— ASSIGNMENT —
Would you copy each line of the records that includes the word "WellStatus"?

START ENTRIES PROVIDED

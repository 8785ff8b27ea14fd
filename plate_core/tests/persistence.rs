use std::fs;

use plate_core::persist::{self, DEFAULT_KEY};
use plate_core::{
    Editor, FileStorage, ListId, Placement, PlateId, Position, Storage, WellStatus,
};

fn pos(s: &str) -> Position {
    Position::parse(s).unwrap()
}

#[test]
fn file_storage_survives_a_restart() -> anyhow::Result<()> {
    let dir = tempfile::tempdir()?;

    let placed = {
        let mut editor = Editor::open(FileStorage::new(dir.path()), DEFAULT_KEY);
        editor.paste("S1\tP1\nS2\tP2", None)?;
        let id = editor.layout().active_list()?.reactions()[0].id.clone();
        editor.move_reaction(&id, Placement::Well(pos("D07")))?;
        editor.right_click_well(pos("E07"))?;
        editor.add_plate();
        id
    };

    assert!(dir.path().join("reactions-storage.json").exists());

    let editor = Editor::open(FileStorage::new(dir.path()), DEFAULT_KEY);
    let layout = editor.layout();
    assert_eq!(layout.plates().len(), 2);
    assert_eq!(layout.active_plate()?.id, PlateId(2));
    assert_eq!(
        layout.reaction(&placed).and_then(|r| r.slot()).map(|s| (s.plate_id, s.position)),
        Some((PlateId(1), pos("D07")))
    );
    assert_eq!(layout.well_status(PlateId(1), pos("E07")), WellStatus::Defunct);
    Ok(())
}

#[test]
fn missing_directory_starts_fresh() -> anyhow::Result<()> {
    let dir = tempfile::tempdir()?;
    let storage = FileStorage::new(dir.path().join("not-yet"));
    assert_eq!(storage.read(DEFAULT_KEY)?, None);

    let mut editor = Editor::open(storage, DEFAULT_KEY);
    assert_eq!(editor.layout().active_plate()?.name, "Plate 1");

    editor.add_reaction_list();
    assert!(dir.path().join("not-yet").join("reactions-storage.json").exists());
    Ok(())
}

#[test]
fn corrupt_store_is_repaired_and_rewritten() -> anyhow::Result<()> {
    let dir = tempfile::tempdir()?;
    let path = dir.path().join("reactions-storage.json");
    fs::write(
        &path,
        r#"{
            "plates": [{"id": "1", "name": "Plate 1", "isActive": false},
                       {"id": "2", "name": "Plate 2", "isActive": false}],
            "reactionLists": [{"id": "1", "name": "List 1", "isActive": true,
                "reactions": [
                    {"id": "a", "name": "S1", "primer": "P", "state": "A01", "plateId": "1"},
                    {"id": "b", "name": "S2", "primer": "P", "state": "A01", "plateId": "1"},
                    {"id": "c", "name": "S3", "primer": "P", "state": "B01", "plateId": "9"}
                ],
                "order": ["c", "b", "a", "zzz"]}],
            "ccWells": "broken",
            "selectedItems": ["a", "ghost"],
            "selectedOrder": ["ghost", "a"],
            "lastSelectedIndex": 40
        }"#,
    )?;

    let editor = Editor::open(FileStorage::new(dir.path()), DEFAULT_KEY);
    let layout = editor.layout();
    assert_eq!(layout.active_plate()?.id, PlateId(1));
    assert_eq!(layout.used_items(None).len(), 1);
    assert_eq!(layout.selection().order(), ["a"]);
    assert_eq!(layout.selection().last_selected_index(), None);
    assert_eq!(layout.active_list()?.order(), ["c", "b", "a"]);

    // the repaired state was written back
    let stored: serde_json::Value = serde_json::from_str(&fs::read_to_string(&path)?)?;
    assert_eq!(stored["plates"][0]["isActive"], true);
    assert_eq!(stored["ccWells"], serde_json::json!([]));
    Ok(())
}

#[test]
fn lists_with_oversized_ids_survive_a_reload() -> anyhow::Result<()> {
    let dir = tempfile::tempdir()?;
    fs::write(
        dir.path().join("reactions-storage.json"),
        r#"{
            "plates": [{"id": "1", "name": "Plate 1", "isActive": true}],
            "reactionLists": [
                {"id": "1", "name": "List 1", "isActive": true,
                 "reactions": [{"id": "a", "name": "S1", "primer": "P", "state": "unused"}]},
                {"id": "1718000000000", "name": "Imported", "isActive": false,
                 "reactions": [{"id": "b", "name": "S2", "primer": "P", "state": "B02", "plateId": "1"}]}
            ]
        }"#,
    )?;

    let editor = Editor::open(FileStorage::new(dir.path()), DEFAULT_KEY);
    let layout = editor.layout();
    let names: Vec<&str> = layout.book().lists().iter().map(|l| l.name.as_str()).collect();
    assert_eq!(names, ["List 1", "Imported"]);
    assert_eq!(layout.book().lists()[1].id, ListId(2));
    assert_eq!(
        layout.reaction("b").and_then(|r| r.slot()).map(|s| (s.plate_id, s.position)),
        Some((PlateId(1), pos("B02")))
    );

    // the repaired ids are what a second start sees
    let again = Editor::open(FileStorage::new(dir.path()), DEFAULT_KEY);
    assert_eq!(again.layout(), layout);
    Ok(())
}

#[test]
fn json_file_helpers_round_trip() -> anyhow::Result<()> {
    let dir = tempfile::tempdir()?;
    let path = dir.path().join("layout.json");

    let mut layout = plate_core::Layout::new();
    layout.add_plate();
    layout.toggle_control(PlateId(2), pos("H12"));
    persist::save_json_file(&layout, &path)?;

    let back = persist::load_json_file(&path)?;
    assert_eq!(back, layout);
    Ok(())
}
fn resolve_dimension(dim: DimensionValue, measure: Px, context: &str) -> Px {
    match dim {
        DimensionValue::Fixed(v) => v,
        DimensionValue::Wrap { min, max } => clamp_wrap(min, max, measure),
        DimensionValue::Fill { min, max } => fill_value(min, max, measure, context),
    }
}

/// # wheel_column
///
/// Renders one vertically scrollable list of candidate values that snaps to
/// fixed-height rows.
///
/// ## Usage
///
/// Compose several columns to build wheel-style selectors; the date and time
/// pickers in this crate are rows of these.
///
/// ## Parameters
///
/// - `args` — labels, selection, colors, and the selection callback; see
///   [`WheelColumnArgs`].
///
/// ## Examples
///
/// ```
/// use tessera_ui::tessera;
/// use tessera_wheel_picker::wheel_column::{WheelColumnArgs, wheel_column};
///
/// #[tessera]
/// fn demo() {
///     let labels: Vec<String> = (0..60).map(|m| format!("{m:02}")).collect();
///     wheel_column(
///         &WheelColumnArgs::default()
///             .items(labels)
///             .selected_index(30)
///             .on_select(|index| println!("settled on {index}")),
///     );
/// }
/// ```
#[tessera]
pub fn wheel_column(args: &WheelColumnArgs) {
    let args = args.clone();
    let controller = args
        .controller
        .unwrap_or_else(|| remember(WheelColumnController::new));
    let smoothing = args.scroll_smoothing;

    controller.with_mut(|c| {
        c.sync_selected(args.selected_index);
        c.tick(Instant::now(), smoothing);
    });
    if controller.with(|c| c.has_pending_animation()) {
        receive_frame_nanos(move |_frame_nanos| {
            let pending = controller.with_mut(|c| {
                c.tick(Instant::now(), smoothing);
                c.has_pending_animation()
            });
            if pending {
                tessera_ui::FrameNanosControl::Continue
            } else {
                tessera_ui::FrameNanosControl::Stop
            }
        });
    }
    if let Some(index) = controller.with_mut(|c| c.take_pending_selection()) {
        args.on_select.call(index);
    }

    let node_args = WheelColumnNodeArgs {
        controller,
        items: args.items,
        font_size: args.font_size,
        text_color: args.text_color,
        mark_color: args.mark_color,
        mark_height: args.mark_height,
        mark_width: args.mark_width,
        fade_color: args.fade_color,
        on_select: args.on_select,
    };
    let modifier = args.modifier;
    modifier.run(move || wheel_column_node(&node_args));
}
//! Hex color parsing for the fade overlays.
//!
//! ## Usage
//!
//! Convert a host-supplied hex string plus an opacity into a [`Color`].
use tessera_ui::Color;
use thiserror::Error;

/// Failure to interpret a hex color string.
#[derive(Debug, Clone, PartialEq, Eq, Error)]
pub enum HexColorError {
    /// The string is not 3 or 6 hex digits long (ignoring a leading `#`).
    #[error("hex color must have 3 or 6 digits, got {0:?}")]
    BadLength(String),
    /// A character outside `0-9a-fA-F` appeared in the string.
    #[error("invalid hex digit in color {0:?}")]
    BadDigit(String),
}

/// Parses a 3- or 6-digit hex color and applies the given opacity.
///
/// A leading `#` is optional. Each nibble of the 3-digit form is replicated,
/// so `"#abc"` equals `"#aabbcc"`. The returned color's alpha is exactly
/// `alpha`; the red/green/blue components are the decoded channels divided by
/// 255.
pub fn hex_color(hex: &str, alpha: f32) -> Result<Color, HexColorError> {
    let digits = hex.strip_prefix('#').unwrap_or(hex);
    let (r, g, b) = match digits.len() {
        3 => {
            let mut nibbles = digits.chars().map(|c| nibble(c, hex));
            let r = nibbles.next().transpose()?.unwrap_or_default();
            let g = nibbles.next().transpose()?.unwrap_or_default();
            let b = nibbles.next().transpose()?.unwrap_or_default();
            (r * 17, g * 17, b * 17)
        }
        6 => {
            let channel = |range: std::ops::Range<usize>| -> Result<u8, HexColorError> {
                let mut value = 0u8;
                for c in digits[range].chars() {
                    value = value * 16 + nibble(c, hex)?;
                }
                Ok(value)
            };
            (channel(0..2)?, channel(2..4)?, channel(4..6)?)
        }
        _ => return Err(HexColorError::BadLength(hex.to_string())),
    };

    Ok(Color::new(
        f32::from(r) / 255.0,
        f32::from(g) / 255.0,
        f32::from(b) / 255.0,
        alpha,
    ))
}

fn nibble(c: char, original: &str) -> Result<u8, HexColorError> {
    c.to_digit(16)
        .map(|digit| digit as u8)
        .ok_or_else(|| HexColorError::BadDigit(original.to_string()))
}

#[cfg(test)]
mod tests {
    use super::*;

    #[test]
    fn six_digit_channels_decode_exactly() {
        let color = hex_color("#336699", 0.5).expect("valid color");
        assert_eq!(color, Color::new(0x33 as f32 / 255.0, 0x66 as f32 / 255.0, 0x99 as f32 / 255.0, 0.5));
    }

    #[test]
    fn three_digit_nibbles_replicate() {
        let short = hex_color("#369", 1.0).expect("valid color");
        let long = hex_color("#336699", 1.0).expect("valid color");
        assert_eq!(short, long);
    }

    #[test]
    fn leading_hash_is_optional() {
        assert_eq!(hex_color("ffffff", 1.0), hex_color("#ffffff", 1.0));
    }

    #[test]
    fn alpha_passes_through_exactly() {
        for alpha in [0.0, 0.25, 0.5, 1.0] {
            let color = hex_color("#000000", alpha).expect("valid color");
            assert_eq!(color, Color::new(0.0, 0.0, 0.0, alpha));
        }
    }

    #[test]
    fn wrong_length_is_rejected() {
        assert!(matches!(
            hex_color("#ffff", 1.0),
            Err(HexColorError::BadLength(_))
        ));
        assert!(matches!(hex_color("", 1.0), Err(HexColorError::BadLength(_))));
    }

    #[test]
    fn non_hex_digits_are_rejected() {
        assert!(matches!(
            hex_color("#gg0000", 1.0),
            Err(HexColorError::BadDigit(_))
        ));
    }
}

END ENTRIES PROVIDED

— RESPONSE TO THE EXERCISE —
    Editor, FileStorage, ListId, Placement, PlateId, Position, Storage, WellStatus,
    assert_eq!(layout.well_status(PlateId(1), pos("E07")), WellStatus::Defunct);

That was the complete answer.